PROBLEM DESCRIPTION. Establish how many lines in the material include the string "Instant" and report it as a lone number.

==== AVAILABLE DATA

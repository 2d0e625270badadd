use super::*;

#[test]
fn with_stem_names_both_artifacts() {
    let t = OutputTargets::with_stem("overlay_clock");
    assert_eq!(t.video, Some(PathBuf::from("overlay_clock.mp4")));
    assert_eq!(t.gif, Some(PathBuf::from("overlay_clock.gif")));
    assert_eq!(t.build_sinks().len(), 2);
}

#[test]
fn build_sinks_skips_missing_targets() {
    let t = OutputTargets {
        video: None,
        gif: Some(PathBuf::from("a.gif")),
        overwrite: true,
    };
    let sinks = t.build_sinks();
    assert_eq!(sinks.len(), 1);
    assert_eq!(sinks[0].label(), "a.gif");

    assert!(OutputTargets::default().is_empty());
}

#[test]
fn deserializes_partial_json() {
    let t: OutputTargets = serde_json::from_str(r#"{ "gif": "x.gif" }"#).unwrap();
    assert_eq!(t.video, None);
    assert!(t.overwrite);
}
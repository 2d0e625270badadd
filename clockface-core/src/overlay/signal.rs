use std::sync::{
    Arc,
    atomic::{AtomicBool, Ordering},
};

/// External request to stop the overlay loop early.
///
/// Polled once at the start of every iteration.
pub trait QuitSignal {
    /// `true` once a stop has been requested.
    fn quit_requested(&self) -> bool;
}

/// Signal that never fires; the loop always runs to its frame cap.
#[derive(Clone, Copy, Debug, Default)]
pub struct NeverQuit;

impl QuitSignal for NeverQuit {
    fn quit_requested(&self) -> bool {
        false
    }
}

/// Shared flag that any thread can raise, e.g. a Ctrl-C handler.
#[derive(Clone, Debug, Default)]
pub struct QuitFlag(Arc<AtomicBool>);

impl QuitFlag {
    /// A lowered flag.
    pub fn new() -> Self {
        Self::default()
    }

    /// Raise the flag. Idempotent.
    pub fn request(&self) {
        self.0.store(true, Ordering::SeqCst);
    }
}

impl QuitSignal for QuitFlag {
    fn quit_requested(&self) -> bool {
        self.0.load(Ordering::SeqCst)
    }
}
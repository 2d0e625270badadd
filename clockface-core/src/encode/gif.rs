use std::{fs::File, io::BufWriter, path::PathBuf};

use anyhow::Context as _;
use image::codecs::gif::{GifEncoder, Repeat};

use crate::encode::ffmpeg::{
    check_frame_order, check_frame_size, ensure_parent_dir, validate_sink_config,
};
use crate::encode::sink::{FrameSink, SinkConfig};
use crate::foundation::core::FrameIndex;
use crate::foundation::error::{ClockfaceError, ClockfaceResult};
use crate::render::frame::FrameRGB;

/// Options for [`GifSink`] output.
#[derive(Clone, Debug)]
pub struct GifSinkOpts {
    /// Output GIF file path.
    pub out_path: PathBuf,
    /// Overwrite output file if it already exists.
    pub overwrite: bool,
    /// NeuQuant sampling speed, 1 (best) to 30 (fastest).
    pub quantize_speed: i32,
}

impl GifSinkOpts {
    /// Create options for outputting a looping GIF to `out_path`.
    pub fn new(out_path: impl Into<PathBuf>) -> Self {
        Self {
            out_path: out_path.into(),
            overwrite: true,
            quantize_speed: 10,
        }
    }
}

/// Sink that encodes frames into an infinitely looping animated GIF.
pub struct GifSink {
    opts: GifSinkOpts,
    encoder: Option<GifEncoder<BufWriter<File>>>,
    cfg: Option<SinkConfig>,
    last_idx: Option<FrameIndex>,
}

impl GifSink {
    /// Create a new GIF sink.
    pub fn new(opts: GifSinkOpts) -> Self {
        Self {
            opts,
            encoder: None,
            cfg: None,
            last_idx: None,
        }
    }
}

impl FrameSink for GifSink {
    fn label(&self) -> String {
        self.opts.out_path.display().to_string()
    }

    fn begin(&mut self, cfg: SinkConfig) -> ClockfaceResult<()> {
        validate_sink_config(&cfg)?;
        if cfg.width > u32::from(u16::MAX) || cfg.height > u32::from(u16::MAX) {
            return Err(ClockfaceError::validation(format!(
                "gif frames are limited to 65535x65535, got {}x{}",
                cfg.width, cfg.height
            )));
        }

        ensure_parent_dir(&self.opts.out_path)?;
        if !self.opts.overwrite && self.opts.out_path.exists() {
            return Err(ClockfaceError::validation(format!(
                "output file '{}' already exists",
                self.opts.out_path.display()
            )));
        }

        let file = File::create(&self.opts.out_path)
            .with_context(|| format!("create gif '{}'", self.opts.out_path.display()))?;
        let mut encoder =
            GifEncoder::new_with_speed(BufWriter::new(file), self.opts.quantize_speed.clamp(1, 30));
        encoder
            .set_repeat(Repeat::Infinite)
            .map_err(|e| ClockfaceError::encode(format!("gif repeat: {e}")))?;

        self.encoder = Some(encoder);
        self.cfg = Some(cfg);
        self.last_idx = None;
        Ok(())
    }

    fn push_frame(&mut self, idx: FrameIndex, frame: &FrameRGB) -> ClockfaceResult<()> {
        let cfg = self
            .cfg
            .ok_or_else(|| ClockfaceError::encode("gif sink not started"))?;
        check_frame_order(&mut self.last_idx, idx)?;
        check_frame_size(&cfg, frame)?;

        let encoder = self
            .encoder
            .as_mut()
            .ok_or_else(|| ClockfaceError::encode("gif sink is already finalized"))?;

        let delay = image::Delay::from_numer_denom_ms(1000 * cfg.fps.den, cfg.fps.num);
        let gif_frame = image::Frame::from_parts(frame.to_rgba_image(), 0, 0, delay);
        encoder
            .encode_frame(gif_frame)
            .map_err(|e| ClockfaceError::encode(format!("gif frame {}: {e}", idx.0)))?;
        Ok(())
    }

    fn end(&mut self) -> ClockfaceResult<()> {
        // Dropping the encoder writes the GIF trailer.
        let encoder = self
            .encoder
            .take()
            .ok_or_else(|| ClockfaceError::encode("gif sink not started"))?;
        drop(encoder);
        self.cfg = None;
        Ok(())
    }
}

#[cfg(test)]
#[path = "../../tests/unit/encode/gif.rs"]
mod tests;
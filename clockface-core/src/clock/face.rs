use kurbo::Line;

use crate::{
    clock::geometry::{DIAL_UNITS, DialLayout, HandPositions, dial_angle},
    config::{ClockConfig, Direction, HandStyle},
    foundation::color::Rgb8,
};

/// SVG source of the clock.
///
/// The static face is serialized once; each frame appends its three hands and closes the document.
#[derive(Clone, Debug)]
pub struct ClockFace {
    head: String,
    layout: DialLayout,
    pt_to_px: f64,
    hands: [HandStyle; 3],
    direction: Direction,
}

impl ClockFace {
    /// Lay out the static face: backgrounds, ring, ticks and numerals.
    pub fn new(cfg: &ClockConfig) -> Self {
        let layout = DialLayout::new(cfg.canvas, cfg.dial_radius, cfg.dial_fill);
        let pt_to_px = cfg.dpi / 72.0;
        let (w, h) = (cfg.canvas.width, cfg.canvas.height);

        let mut head = format!(
            r#"<svg xmlns="http://www.w3.org/2000/svg" width="{w}" height="{h}" viewBox="0 0 {w} {h}">"#
        );
        head.push_str(&format!(
            r#"<rect width="{w}" height="{h}" fill="{}"/>"#,
            cfg.figure_background.to_hex()
        ));
        head.push_str(&format!(
            r#"<circle cx="{:.3}" cy="{:.3}" r="{:.3}" fill="{}"/>"#,
            layout.center.x,
            layout.center.y,
            layout.to_px(cfg.dial_radius),
            cfg.face_background.to_hex()
        ));

        let line_w = cfg.line_width_pt * pt_to_px;
        head.push_str(&format!(
            r#"<circle cx="{:.3}" cy="{:.3}" r="{:.3}" fill="none" stroke="{}" stroke-width="{line_w:.3}"/>"#,
            layout.center.x,
            layout.center.y,
            layout.to_px(cfg.ring_radius),
            cfg.line_color.to_hex()
        ));

        let minor_count = (DIAL_UNITS / cfg.minor_tick_step).round() as usize;
        for i in 0..minor_count {
            let angle = dial_angle(i as f64 * cfg.minor_tick_step, cfg.direction);
            let tick = layout.radial(
                cfg.ring_radius,
                cfg.ring_radius - cfg.minor_tick_length,
                angle,
            );
            push_line(&mut head, tick, cfg.line_color, line_w, "butt");
        }
        for hour in 1..=12u32 {
            let angle = dial_angle(f64::from(hour), cfg.direction);
            let tick = layout.radial(
                cfg.ring_radius,
                cfg.ring_radius - cfg.major_tick_length,
                angle,
            );
            push_line(&mut head, tick, cfg.line_color, line_w, "butt");
        }

        let font_px = cfg.numeral_size_pt * pt_to_px;
        for hour in 1..=12u32 {
            let at = layout.polar(cfg.numeral_radius, dial_angle(f64::from(hour), cfg.direction));
            head.push_str(&format!(
                r#"<text x="{:.3}" y="{:.3}" dy="0.35em" font-family="{}" font-size="{font_px:.3}" fill="{}" text-anchor="middle">{hour}</text>"#,
                at.x,
                at.y,
                escape_attr(&cfg.font_family),
                cfg.numeral_color.to_hex()
            ));
        }

        Self {
            head,
            layout,
            pt_to_px,
            hands: [cfg.hour_hand, cfg.minute_hand, cfg.second_hand],
            direction: cfg.direction,
        }
    }

    /// Complete SVG document with the hands at `positions`.
    pub fn frame_svg(&self, positions: &HandPositions) -> String {
        let mut svg = self.head.clone();
        let [hour, minute, second] = &self.hands;
        for (style, pos) in [
            (hour, positions.hours),
            (minute, positions.minutes),
            (second, positions.seconds),
        ] {
            let seg = self.hand_segment(style, pos);
            push_line(
                &mut svg,
                seg,
                style.color,
                style.width_pt * self.pt_to_px,
                "square",
            );
        }
        svg.push_str("</svg>");
        svg
    }

    /// Pixel segment of a hand drawn at dial `position`.
    pub fn hand_segment(&self, style: &HandStyle, position: f64) -> Line {
        self.layout
            .radial(0.0, style.length, dial_angle(position, self.direction))
    }

    /// Pixel layout of the dial.
    pub fn layout(&self) -> DialLayout {
        self.layout
    }
}

fn push_line(out: &mut String, line: Line, color: Rgb8, width: f64, cap: &str) {
    out.push_str(&format!(
        r#"<line x1="{:.3}" y1="{:.3}" x2="{:.3}" y2="{:.3}" stroke="{}" stroke-width="{width:.3}" stroke-linecap="{cap}"/>"#,
        line.p0.x,
        line.p0.y,
        line.p1.x,
        line.p1.y,
        color.to_hex()
    ));
}

fn escape_attr(s: &str) -> String {
    s.replace('&', "&amp;")
        .replace('"', "&quot;")
        .replace('<', "&lt;")
}

#[cfg(test)]
#[path = "../../tests/unit/clock/face.rs"]
mod tests;
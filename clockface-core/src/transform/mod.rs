//! Precomputed transforms.

/// Rotation tables for one full revolution.
pub mod rotation;
use std::path::Path;

use anyhow::Context as _;

use crate::{
    assets::{
        decode::{decode_gif_frames, decode_image, is_gif, resize_frames},
        media::{decode_video_frames, probe_video},
        sequence::AnimatedSequence,
    },
    foundation::error::{ClockfaceError, ClockfaceResult},
};

/// Source of the raster inputs consumed by the overlay and compositor pipelines.
pub trait ImageLoader {
    /// Load a still background image as straight-alpha RGBA8.
    fn load_background(&self, path: &Path) -> ClockfaceResult<image::RgbaImage>;

    /// Load every frame of an animation as straight-alpha RGBA8, in playback order.
    fn load_animation(&self, path: &Path) -> ClockfaceResult<Vec<image::RgbaImage>>;

    /// Load an animation and resize every frame to `size x size`.
    fn load_sequence(&self, path: &Path, size: u32) -> ClockfaceResult<AnimatedSequence> {
        if size == 0 {
            return Err(ClockfaceError::validation("overlay size must be non-zero"));
        }
        let frames = self.load_animation(path)?;
        AnimatedSequence::new(resize_frames(&frames, size))
    }
}

/// [`ImageLoader`] backed by the filesystem.
///
/// GIF animations are decoded in-process; any other animation container is decoded through the
/// system `ffmpeg`.
#[derive(Clone, Copy, Debug, Default)]
pub struct FsImageLoader;

impl ImageLoader for FsImageLoader {
    fn load_background(&self, path: &Path) -> ClockfaceResult<image::RgbaImage> {
        let bytes = read_input(path)?;
        decode_image(&bytes)
            .map_err(|e| ClockfaceError::decode(format!("background '{}': {e}", path.display())))
    }

    fn load_animation(&self, path: &Path) -> ClockfaceResult<Vec<image::RgbaImage>> {
        let bytes = read_input(path)?;
        if is_gif(&bytes) {
            return decode_gif_frames(&bytes).map_err(|e| {
                ClockfaceError::decode(format!("animation '{}': {e}", path.display()))
            });
        }
        tracing::debug!(path = %path.display(), "non-gif animation, decoding through ffmpeg");
        let info = probe_video(path)?;
        decode_video_frames(&info)
    }
}

/// Read an input file, failing with a diagnostic that names the missing path.
pub fn read_input(path: &Path) -> ClockfaceResult<Vec<u8>> {
    ensure_input_exists(path)?;
    let bytes =
        std::fs::read(path).with_context(|| format!("read input file '{}'", path.display()))?;
    Ok(bytes)
}

/// Fail early when a required input file does not exist.
pub fn ensure_input_exists(path: &Path) -> ClockfaceResult<()> {
    if !path.is_file() {
        return Err(ClockfaceError::validation(format!(
            "input file '{}' does not exist",
            path.display()
        )));
    }
    Ok(())
}

#[cfg(test)]
#[path = "../../tests/unit/assets/loader.rs"]
mod tests;
use std::time::{Duration, Instant};

use crate::foundation::core::Fps;

/// Fixed-rate loop pacing.
///
/// Each [`FrameThrottle::tick`] sleeps until at least one frame period has passed since the
/// previous tick. The first tick never sleeps.
#[derive(Debug)]
pub struct FrameThrottle {
    period: Option<Duration>,
    last: Option<Instant>,
}

impl FrameThrottle {
    /// Pace to `fps`.
    pub fn new(fps: Fps) -> Self {
        Self {
            period: Some(fps.frame_duration()),
            last: None,
        }
    }

    /// A throttle whose ticks return immediately.
    pub fn disabled() -> Self {
        Self {
            period: None,
            last: None,
        }
    }

    /// Frame period, or `None` when disabled.
    pub fn period(&self) -> Option<Duration> {
        self.period
    }

    /// Block until the next frame is due.
    pub fn tick(&mut self) {
        let Some(period) = self.period else {
            return;
        };
        if let Some(last) = self.last {
            let elapsed = last.elapsed();
            if elapsed < period {
                std::thread::sleep(period - elapsed);
            }
        }
        self.last = Some(Instant::now());
    }
}

#[cfg(test)]
#[path = "../../tests/unit/overlay/throttle.rs"]
mod tests;
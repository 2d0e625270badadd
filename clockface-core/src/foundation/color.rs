use serde::{Deserialize, Serialize};

/// Opaque 8-bit sRGB colour.
///
/// Serialized as `"#rrggbb"`; deserialization also accepts `[r, g, b]`.
#[derive(Clone, Copy, Debug, PartialEq, Eq, Hash)]
pub struct Rgb8 {
    /// Red channel.
    pub r: u8,
    /// Green channel.
    pub g: u8,
    /// Blue channel.
    pub b: u8,
}

impl Rgb8 {
    /// Build a colour from its channels.
    pub const fn new(r: u8, g: u8, b: u8) -> Self {
        Self { r, g, b }
    }

    /// Parse `#RRGGBB` (the leading `#` is optional, hex digits are case-insensitive).
    pub fn parse_hex(s: &str) -> Result<Self, String> {
        let s = s.trim();
        let s = s.strip_prefix('#').unwrap_or(s);
        if s.len() != 6 || !s.is_ascii() {
            return Err(format!("hex color must be #RRGGBB, got \"{s}\""));
        }

        fn hex_byte(pair: &str) -> Result<u8, String> {
            u8::from_str_radix(pair, 16).map_err(|_| format!("invalid hex byte \"{pair}\""))
        }

        Ok(Self::new(
            hex_byte(&s[0..2])?,
            hex_byte(&s[2..4])?,
            hex_byte(&s[4..6])?,
        ))
    }

    /// Lower-case `#rrggbb` form, also used when emitting SVG.
    pub fn to_hex(self) -> String {
        format!("#{:02x}{:02x}{:02x}", self.r, self.g, self.b)
    }

    /// Channels as an array.
    pub fn to_array(self) -> [u8; 3] {
        [self.r, self.g, self.b]
    }
}

impl Serialize for Rgb8 {
    fn serialize<S>(&self, serializer: S) -> Result<S::Ok, S::Error>
    where
        S: serde::Serializer,
    {
        serializer.serialize_str(&self.to_hex())
    }
}

impl<'de> Deserialize<'de> for Rgb8 {
    fn deserialize<D>(deserializer: D) -> Result<Self, D::Error>
    where
        D: serde::Deserializer<'de>,
    {
        #[derive(Deserialize)]
        #[serde(untagged)]
        enum Repr {
            Hex(String),
            Arr([u8; 3]),
        }

        match Repr::deserialize(deserializer)? {
            Repr::Hex(s) => Self::parse_hex(&s).map_err(serde::de::Error::custom),
            Repr::Arr([r, g, b]) => Ok(Self::new(r, g, b)),
        }
    }
}

#[cfg(test)]
#[path = "../../tests/unit/foundation/color.rs"]
mod tests;
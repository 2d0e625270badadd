use std::f64::consts::TAU;

use kurbo::Line;

use crate::{
    config::Direction,
    foundation::{
        core::{Canvas, Point, Vec2},
        math::rem_euclid_f64,
    },
};

/// Units in one revolution of the dial.
pub const DIAL_UNITS: f64 = 12.0;

/// Fractional positions of the three hands on the 12-unit dial scale.
#[derive(Clone, Copy, Debug, PartialEq)]
pub struct HandPositions {
    /// Hour hand position.
    pub hours: f64,
    /// Minute hand position.
    pub minutes: f64,
    /// Second hand position.
    pub seconds: f64,
}

impl HandPositions {
    /// Positions at `frame` when the second hand advances `speed` units per frame.
    ///
    /// The minute hand moves 1/60 and the hour hand 1/720 as fast as the second hand.
    pub fn at(frame: u64, speed: f64) -> Self {
        let ticks = frame as f64 * speed;
        Self {
            hours: rem_euclid_f64(ticks / 720.0, DIAL_UNITS),
            minutes: rem_euclid_f64(ticks / 60.0, DIAL_UNITS),
            seconds: rem_euclid_f64(ticks, DIAL_UNITS),
        }
    }
}

/// Screen angle of a dial position, in radians clockwise from 12 o'clock, within `[0, 2π)`.
///
/// Counter-clockwise dials mirror the sweep, so position 3 lands at 9 o'clock on screen.
pub fn dial_angle(position: f64, direction: Direction) -> f64 {
    let turn = position * TAU / DIAL_UNITS;
    let signed = match direction {
        Direction::Clockwise => turn,
        Direction::CounterClockwise => -turn,
    };
    rem_euclid_f64(signed, TAU)
}

/// Mapping from dial units to canvas pixels.
#[derive(Clone, Copy, Debug, PartialEq)]
pub struct DialLayout {
    /// Dial centre in pixels.
    pub center: Point,
    /// Pixels per dial unit.
    pub px_per_unit: f64,
}

impl DialLayout {
    /// Centre the dial on the canvas so `dial_radius` units span `dial_fill / 2` of the shorter
    /// side.
    pub fn new(canvas: Canvas, dial_radius: f64, dial_fill: f64) -> Self {
        let w = f64::from(canvas.width);
        let h = f64::from(canvas.height);
        let radius_px = w.min(h) * dial_fill / 2.0;
        Self {
            center: Point::new(w / 2.0, h / 2.0),
            px_per_unit: radius_px / dial_radius,
        }
    }

    /// Pixel position at dial radius `r` and screen angle `angle`.
    pub fn polar(&self, r: f64, angle: f64) -> Point {
        // Screen y grows downward, so 12 o'clock is -y.
        self.center + Vec2::new(angle.sin(), -angle.cos()) * (r * self.px_per_unit)
    }

    /// Radial segment between radii `r0` and `r1` along `angle`.
    pub fn radial(&self, r0: f64, r1: f64, angle: f64) -> Line {
        Line::new(self.polar(r0, angle), self.polar(r1, angle))
    }

    /// Convert a dial-unit length to pixels.
    pub fn to_px(&self, units: f64) -> f64 {
        units * self.px_per_unit
    }
}

#[cfg(test)]
#[path = "../../tests/unit/clock/geometry.rs"]
mod tests;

========

EXERCISE RESPONSE. 3